Macapat Padhang Mbulan edisi 33 bertempat di Mesem Cafe & Art Gallery, Rest Area De Forest, Kecamatan Tumpang, Kabupaten Malang, Selasa (29/12/2020). Edisi ini merupakan gelaran terakhir di tahun 2020.
Tema yang diusung kali ini adalah tentang ketokohan dan perjalanan Sabdopalon, dibawakan oleh Kanjeng Raden Aryo Tumenggung (KRAT) Sutrimo Rekso Budoyo, SE MM.

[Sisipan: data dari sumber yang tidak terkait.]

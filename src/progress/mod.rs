//! Progress tracking with a smoothed ETA.
//!
//! [`ProgressEstimator`] keeps a bounded, time-ordered history of
//! `(elapsed, work)` samples for one transfer and blends two rate estimates:
//! a windowed rate over just enough trailing history to cover the remaining
//! work, and a pessimistic rate built from the mean and standard deviation of
//! the observed time per byte. Bursty sub-second updates collapse into the
//! newest sample so they do not skew either estimate.

pub mod estimators;

use estimators::{PessimistStats, Sample};
use std::time::Instant;
use tracing::debug;

/// Upper bound on retained samples; the oldest are dropped beyond it
const MAX_HISTORY: usize = 512;

/// Tracks one transfer and derives percent complete, rate and ETA
#[derive(Clone, Debug)]
pub struct ProgressEstimator {
    /// Declared total, None when unknown
    total: Option<u64>,
    /// Work completed so far
    completed: u64,
    /// Wall-clock origin used by [`observe`](Self::observe)
    origin: Instant,
    /// Very first observation, kept for the overall average
    start: Sample,
    /// Retained samples, oldest first
    history: Vec<Sample>,
    /// Running time-per-unit statistics
    stats: PessimistStats,
    /// Last defined predicted rate
    rate: Option<f64>,
}

impl ProgressEstimator {
    /// Start tracking a transfer of `total` units (None = unknown size)
    ///
    /// An empty baseline sample is recorded immediately.
    pub fn new(total: Option<u64>) -> Self {
        let start = Sample::new(0.0, 0.0);
        Self {
            total,
            completed: 0,
            origin: Instant::now(),
            start,
            history: vec![start],
            stats: PessimistStats::default(),
            rate: None,
        }
    }

    /// Record cumulative `work` at the current time
    pub fn observe(&mut self, work: u64) {
        let elapsed = self.origin.elapsed().as_secs_f64();
        self.observe_at(elapsed, work);
    }

    /// Record `delta` more units of work at the current time
    pub fn add(&mut self, delta: u64) {
        self.observe(self.completed.saturating_add(delta));
    }

    /// Record cumulative `work` at `elapsed` seconds after the origin
    pub fn observe_at(&mut self, elapsed: f64, work: u64) {
        let work = if work < self.completed {
            debug!(work, completed = self.completed, "ignoring backwards progress");
            self.completed
        } else {
            work
        };
        if let Some(total) = self.total
            && work > total
        {
            debug!(work, total, "observed work exceeds declared total, raising total");
            self.total = Some(work);
        }

        let sample = Sample::new(elapsed, work as f64);
        let replace = estimators::should_replace(&self.history, elapsed);

        // Statistics are folded in only when the newest sample becomes permanent,
        // so a sample that is later replaced is never counted
        let len = self.history.len();
        if !replace && len > 1 {
            self.stats
                .record(&self.history[len - 2], &self.history[len - 1]);
        }

        if replace && len > 0 {
            self.history[len - 1] = sample;
        } else {
            self.history.push(sample);
        }
        self.completed = work;

        let start = estimators::window_start(&self.history, self.total_f64());
        if start > 0 {
            self.history.drain(..start);
        }
        if self.history.len() > MAX_HISTORY {
            let excess = self.history.len() - MAX_HISTORY;
            self.history.drain(..excess);
        }

        if let Some(rate) = self.compute_rate() {
            self.rate = Some(rate);
        }
    }

    fn total_f64(&self) -> Option<f64> {
        self.total.map(|total| total as f64)
    }

    fn compute_rate(&self) -> Option<f64> {
        let total = self.total_f64();
        let windowed = estimators::windowed_rate(&self.history, total);
        let pessimistic = estimators::pessimistic_rate(
            &self.start,
            &self.history,
            &self.stats,
            self.percent_complete(),
        );
        estimators::blend(windowed, pessimistic)
    }

    /// Declared total, None when unknown
    pub fn total(&self) -> Option<u64> {
        self.total
    }

    /// Work completed so far
    pub fn completed(&self) -> u64 {
        self.completed
    }

    /// True exactly when the completed work equals a known total
    pub fn done(&self) -> bool {
        self.total == Some(self.completed)
    }

    /// Percent complete, None when the total is unknown or zero
    pub fn percent_complete(&self) -> Option<f64> {
        match self.total {
            Some(total) if total > 0 => Some(100.0 * self.completed as f64 / total as f64),
            _ => None,
        }
    }

    /// Predicted rate for the remaining work, in units per second
    ///
    /// Keeps the last defined estimate when the newest samples do not allow a
    /// fresh one.
    pub fn predicted_rate(&self) -> Option<f64> {
        self.rate
    }

    /// Seconds between the first and the newest observation
    pub fn elapsed_secs(&self) -> f64 {
        self.history
            .last()
            .map_or(0.0, |last| last.elapsed - self.start.elapsed)
    }

    /// Average rate over the whole transfer; 0 until time has passed
    pub fn overall_rate(&self) -> f64 {
        let elapsed = self.elapsed_secs();
        if elapsed <= 0.0 {
            return 0.0;
        }
        (self.completed as f64 - self.start.work) / elapsed
    }

    /// Estimated seconds until completion, as of now
    pub fn eta_seconds(&self) -> Option<f64> {
        self.eta_at(self.origin.elapsed().as_secs_f64())
    }

    /// Estimated seconds until completion, as of `now` seconds after the origin
    ///
    /// Time passed since the newest sample is subtracted from the raw estimate.
    /// Returns `Some(0.0)` once all work is done and `None` when the total or the
    /// rate is unknown.
    pub fn eta_at(&self, now: f64) -> Option<f64> {
        let remaining = self.total?.saturating_sub(self.completed);
        if remaining == 0 {
            return Some(0.0);
        }
        let rate = self.rate.filter(|rate| *rate > 0.0)?;
        let since_last_sample = self
            .history
            .last()
            .map_or(0.0, |last| (now - last.elapsed).max(0.0));
        Some((remaining as f64 / rate - since_last_sample).max(0.0))
    }

    /// Immutable view for readers on other tasks
    pub fn snapshot(&self) -> ProgressSnapshot {
        let sampled_at = Instant::now();
        let now = sampled_at.duration_since(self.origin).as_secs_f64();
        ProgressSnapshot {
            total: self.total,
            completed: self.completed,
            percent: self.percent_complete(),
            rate: self.rate,
            overall_rate: self.overall_rate(),
            eta: self.eta_at(now),
            sampled_at,
        }
    }
}

/// Point-in-time copy of a [`ProgressEstimator`]'s derived values
#[derive(Clone, Copy, Debug)]
pub struct ProgressSnapshot {
    /// Declared total, None when unknown
    pub total: Option<u64>,
    /// Work completed
    pub completed: u64,
    /// Percent complete
    pub percent: Option<f64>,
    /// Predicted rate in units per second
    pub rate: Option<f64>,
    /// Overall average rate in units per second
    pub overall_rate: f64,
    /// ETA in seconds when the snapshot was taken
    pub eta: Option<f64>,
    /// When the snapshot was taken
    pub sampled_at: Instant,
}

impl ProgressSnapshot {
    /// Snapshot of a transfer that has not produced any data yet
    pub fn initial(total: Option<u64>) -> Self {
        ProgressEstimator::new(total).snapshot()
    }

    /// ETA as of now, compensating for the age of the snapshot
    pub fn eta_seconds(&self) -> Option<f64> {
        let age = self.sampled_at.elapsed().as_secs_f64();
        self.eta.map(|eta| (eta - age).max(0.0))
    }
}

Macapat adalah seni melagukan atau menembangkan syair yang dilakukan oleh sejumlah orang secara bergiliran. Berisi tembang atau puisi tradisional Jawa, di mana dalam tiap baitnya mempunyai baris kalimat yang disebut gatra. Setiap gatra mempunyai sejumlah suku kata (guru wilangan) tertentu, dan berakhir pada bunyi sajak akhir yang disebut guru lagu.
KRAT Sutrimo, sebagai narasumber bercerita tentang ketokohan dan sosok Pamomong Nusantara yang dimulai sejak zaman Mataram Kuno, Kahuripan dan ketokohannya diceritakan dalam beberapa cerita wayang.
Pada masa Kediri, Pamomong Nusantara tertulis di Babat Kediri. Pada abad ke-14 dan 15, ketokohannya lebih dikenal dengan nama Jata dan Prasanta.
Kata-kata dari Pamomong Nusantara atau dikenal dengan Eyang Sabdopalon, banyak tertulis di Serat Damarwulan pada zaman Majapahit saat awal masuknya agama Islam.
Kegiatan Macapat Padhang Mbulan rupanya juga diminati sejumlah anak muda. Selain berasal dari Malang, di antaranya juga ada yang datang dari Pasuruan bahkan Pacitan.
Yongki Irawan, salah satu penggiat budaya Kota Malang dan pengasuh Kampung Janti Padhepokan berharap seni budaya seperti ini harus tetap ada. “Agar wong Jowo gak ilang Jowone (orang Jawa tidak kehilangan jati dirinya sebagai orang Jawa), dan anak muda tetap mencintai seni budaya Jawa”.